Tra l’altro, non è solo una questione di equità sociale. Si dice giustamente che per aumentare le garanzie sociali bisogna aumentare il potenziale di crescita e quindi aumentare la produttività del sistema. Anche fuori dall’Italia, l’Europa intera è scossa da scioperi e rivendicazioni di infermieri, personale paramedico ma anche di medici che abbandonano il servizio sanitario pubblico, stremati dallo sforzo sostenuto durante la pandemia, da orari massacranti e da salari modesti. Oppure la crescente difficoltà di reclutare insegnanti qualificati nella scuola pubblica, soprattutto per le materie scientifiche, a causa di una rimunerazione ritenuta insufficiente. Non è forse vero che una sanità efficiente e una scuola capace di formare i quadri del futuro non contribuisce alla produttività del paese almeno come gli investimenti nell’industria e nei servizi?

Siamo partiti dalla vicenda di Giuseppina quale che sia la realtà che esprime, perché ci è servita per riflettere sulla vera natura dell’attuale disagio sociale. Che non è più solo una questione di redistribuzione della ricchezza, ma di una necessaria ridefinizione del ruolo del lavoro nella società, dei diritti che gli sono connessi, delle responsabilità che comporta, ma anche di una gerarchia del valore delle diverse funzioni che spesso non riceve dal mercato il suo giusto riconoscimento.   

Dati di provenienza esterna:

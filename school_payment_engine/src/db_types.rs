use std::{fmt::Display, str::FromStr};

use chrono::{DateTime, Utc};
use serde::{Deserialize, Serialize};
use spg_common::Amount;
use sqlx::{FromRow, Type};
use thiserror::Error;

#[derive(Debug, Clone, Error, PartialEq, Eq)]
#[error("Invalid {kind}: {value}")]
pub struct ConversionError {
    kind: &'static str,
    value: String,
}

impl ConversionError {
    pub fn new<S: Into<String>>(kind: &'static str, value: S) -> Self {
        Self { kind, value: value.into() }
    }
}

//--------------------------------------        OrderId        ---------------------------------------------------------
#[derive(Debug, Clone, PartialEq, Eq, Hash, PartialOrd, Ord, Type, Serialize, Deserialize)]
#[sqlx(transparent)]
#[serde(transparent)]
pub struct OrderId(pub String);

impl FromStr for OrderId {
    type Err = ();
    fn from_str(s: &str) -> Result<Self, Self::Err> {
        Ok(Self(s.to_string()))
    }
}

impl From<String> for OrderId {
    fn from(s: String) -> Self {
        Self(s)
    }
}

impl From<&str> for OrderId {
    fn from(s: &str) -> Self {
        Self(s.to_string())
    }
}

impl Display for OrderId {
    fn fmt(&self, f: &mut std::fmt::Formatter<'_>) -> std::fmt::Result {
        f.write_str(&self.0)
    }
}

impl OrderId {
    pub fn as_str(&self) -> &str {
        &self.0
    }
}

//--------------------------------------    PaymentStatus      ---------------------------------------------------------
/// The lifecycle of a payment: `Pending -> Processing -> {Success, Failed}`.
#[derive(Debug, Clone, Copy, PartialEq, Eq, Hash, Type, Serialize, Deserialize)]
#[sqlx(rename_all = "lowercase")]
#[serde(rename_all = "lowercase")]
pub enum PaymentStatus {
    /// The order exists, but the payer has not started (or finished starting) the payment.
    Pending,
    /// The gateway has accepted the payment and is waiting on the bank.
    Processing,
    /// Funds have been collected. Terminal.
    Success,
    /// The payment was declined, dropped or cancelled. Terminal.
    Failed,
}

impl PaymentStatus {
    pub fn is_terminal(&self) -> bool {
        matches!(self, Self::Success | Self::Failed)
    }

    /// Position along the lifecycle. Both terminal states share the final rank.
    pub fn rank(&self) -> u8 {
        match self {
            Self::Pending => 0,
            Self::Processing => 1,
            Self::Success | Self::Failed => 2,
        }
    }

    pub fn as_str(&self) -> &'static str {
        match self {
            Self::Pending => "pending",
            Self::Processing => "processing",
            Self::Success => "success",
            Self::Failed => "failed",
        }
    }
}

impl Display for PaymentStatus {
    fn fmt(&self, f: &mut std::fmt::Formatter<'_>) -> std::fmt::Result {
        f.write_str(self.as_str())
    }
}

impl FromStr for PaymentStatus {
    type Err = ConversionError;

    /// Case-insensitive.
    fn from_str(s: &str) -> Result<Self, Self::Err> {
        match s.trim().to_ascii_lowercase().as_str() {
            "pending" => Ok(Self::Pending),
            "processing" => Ok(Self::Processing),
            "success" => Ok(Self::Success),
            "failed" => Ok(Self::Failed),
            _ => Err(ConversionError::new("payment status", s)),
        }
    }
}

//--------------------------------------     UpdateSource      ---------------------------------------------------------
#[derive(Debug, Clone, Copy, PartialEq, Eq, Type, Serialize, Deserialize)]
#[sqlx(rename_all = "lowercase")]
#[serde(rename_all = "lowercase")]
pub enum UpdateSource {
    Creation,
    Webhook,
    Poll,
}

impl Display for UpdateSource {
    fn fmt(&self, f: &mut std::fmt::Formatter<'_>) -> std::fmt::Result {
        match self {
            Self::Creation => write!(f, "creation"),
            Self::Webhook => write!(f, "webhook"),
            Self::Poll => write!(f, "poll"),
        }
    }
}

//--------------------------------------   ProcessingState     ---------------------------------------------------------
#[derive(Debug, Clone, Copy, PartialEq, Eq, Type, Serialize, Deserialize)]
#[sqlx(rename_all = "lowercase")]
#[serde(rename_all = "lowercase")]
pub enum ProcessingState {
    Received,
    Processing,
    Completed,
    Failed,
}

impl Display for ProcessingState {
    fn fmt(&self, f: &mut std::fmt::Formatter<'_>) -> std::fmt::Result {
        match self {
            Self::Received => write!(f, "received"),
            Self::Processing => write!(f, "processing"),
            Self::Completed => write!(f, "completed"),
            Self::Failed => write!(f, "failed"),
        }
    }
}

//--------------------------------------      StudentInfo      ---------------------------------------------------------
#[derive(Debug, Clone, Default, PartialEq, Eq, FromRow, Serialize, Deserialize)]
pub struct StudentInfo {
    #[sqlx(rename = "student_name")]
    pub name: String,
    /// The school's own identifier for the student
    #[sqlx(rename = "student_id")]
    #[serde(rename = "id", alias = "external_id")]
    pub external_id: String,
    #[sqlx(rename = "student_email")]
    pub email: String,
}

impl StudentInfo {
    pub fn new<S: Into<String>>(name: S, external_id: S, email: S) -> Self {
        Self { name: name.into(), external_id: external_id.into(), email: email.into() }
    }
}

//--------------------------------------         Order         ---------------------------------------------------------
/// A requested payment. Orders never change once they are stored.
#[derive(Debug, Clone, PartialEq, Eq, FromRow, Serialize, Deserialize)]
pub struct Order {
    pub order_id: OrderId,
    pub school_id: String,
    pub trustee_id: String,
    #[sqlx(flatten)]
    pub student_info: StudentInfo,
    pub gateway_name: String,
    pub created_at: DateTime<Utc>,
}

//--------------------------------------      OrderStatus      ---------------------------------------------------------
pub const DEFAULT_PAYMENT_DETAILS: &str = "Pending";
pub const DEFAULT_BANK_REFERENCE: &str = "PENDING";
pub const DEFAULT_PAYMENT_MESSAGE: &str = "Payment initiated";
pub const DEFAULT_ERROR_MESSAGE: &str = "NA";

/// What is currently known about the outcome of an [`Order`]. There is exactly one of these per order.
#[derive(Debug, Clone, PartialEq, Eq, FromRow, Serialize, Deserialize)]
pub struct OrderStatus {
    pub order_id: OrderId,
    pub order_amount: Amount,
    pub transaction_amount: Amount,
    pub payment_mode: String,
    pub payment_details: String,
    pub bank_reference: String,
    pub payment_message: String,
    pub status: PaymentStatus,
    pub error_message: String,
    /// The gateway's identifier for the collection request, once one has been created
    pub gateway_request_id: Option<String>,
    pub last_updated_at: DateTime<Utc>,
    pub source_of_last_update: UpdateSource,
    /// Optimistic concurrency stamp. Incremented by the store on every successful conditional write.
    pub version: i64,
}

impl OrderStatus {
    /// The status record that is created alongside a brand-new order.
    pub fn initial(order_id: OrderId, order_amount: Amount, payment_mode: &str, created_at: DateTime<Utc>) -> Self {
        Self {
            order_id,
            order_amount,
            transaction_amount: order_amount,
            payment_mode: payment_mode.to_string(),
            payment_details: DEFAULT_PAYMENT_DETAILS.to_string(),
            bank_reference: DEFAULT_BANK_REFERENCE.to_string(),
            payment_message: DEFAULT_PAYMENT_MESSAGE.to_string(),
            status: PaymentStatus::Pending,
            error_message: DEFAULT_ERROR_MESSAGE.to_string(),
            gateway_request_id: None,
            last_updated_at: created_at,
            source_of_last_update: UpdateSource::Creation,
            version: 0,
        }
    }

    /// True if the two records describe the same payment outcome, ignoring bookkeeping (`last_updated_at`,
    /// `source_of_last_update` and `version`).
    pub fn same_outcome(&self, other: &OrderStatus) -> bool {
        self.order_id == other.order_id &&
            self.status == other.status &&
            self.order_amount == other.order_amount &&
            self.transaction_amount == other.transaction_amount &&
            self.payment_mode == other.payment_mode &&
            self.payment_details == other.payment_details &&
            self.bank_reference == other.bank_reference &&
            self.payment_message == other.payment_message &&
            self.error_message == other.error_message
    }
}

//--------------------------------------   NotificationLog     ---------------------------------------------------------
#[derive(Debug, Clone, PartialEq, Eq, FromRow, Serialize, Deserialize)]
pub struct NotificationLogEntry {
    pub notification_id: String,
    pub order_id: Option<OrderId>,
    pub raw_payload: String,
    pub processing_state: ProcessingState,
    pub error_message: Option<String>,
    /// Set when the notification revealed a data-integrity anomaly that needs a human to look at it
    pub needs_review: bool,
    pub remote_addr: Option<String>,
    pub received_at: DateTime<Utc>,
    pub processed_at: Option<DateTime<Utc>>,
}

#[derive(Debug, Clone)]
pub struct NewNotification {
    pub notification_id: String,
    pub raw_payload: String,
    pub remote_addr: Option<String>,
    pub received_at: DateTime<Utc>,
}

/// An in-place update of a notification log entry's processing state.
#[derive(Debug, Clone)]
pub struct NotificationUpdate {
    pub notification_id: String,
    pub processing_state: ProcessingState,
    pub order_id: Option<OrderId>,
    pub error_message: Option<String>,
    pub needs_review: bool,
    pub processed_at: Option<DateTime<Utc>>,
}

impl NotificationUpdate {
    pub fn new<S: Into<String>>(notification_id: S, processing_state: ProcessingState) -> Self {
        Self {
            notification_id: notification_id.into(),
            processing_state,
            order_id: None,
            error_message: None,
            needs_review: false,
            processed_at: None,
        }
    }

    pub fn with_order_id(mut self, order_id: OrderId) -> Self {
        self.order_id = Some(order_id);
        self
    }

    pub fn with_error<S: Into<String>>(mut self, error: S) -> Self {
        self.error_message = Some(error.into());
        self
    }

    pub fn flag_for_review(mut self) -> Self {
        self.needs_review = true;
        self
    }

    pub fn processed_at(mut self, at: DateTime<Utc>) -> Self {
        self.processed_at = Some(at);
        self
    }
}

E allora, è legittimo ma anche terribile il sospetto che dietro la narrazione inventata o gonfiata dei 1600 km al giorno della ignara Giuseppina, ci sia il perverso tentativo di voler normalizzare una situazione che normale non deve essere; di voler affermare l’idea, malsana e malata, che pur di conservare il famoso posto fisso, sia giusto sottoporsi ‘eroicamente’ a una vita alla quale di umano resta poco.

Il treno sparisce, inghiottito dal buio , come la storia di una ragazza qualsiasi, famosa per un giorno e forse già dimenticata, che in meno di ventiquattr’ore è passata, probabilmente senza nemmeno averlo cercato, da eroina deamicisiana a bersaglio di insulti. Sic transit gloria mundi.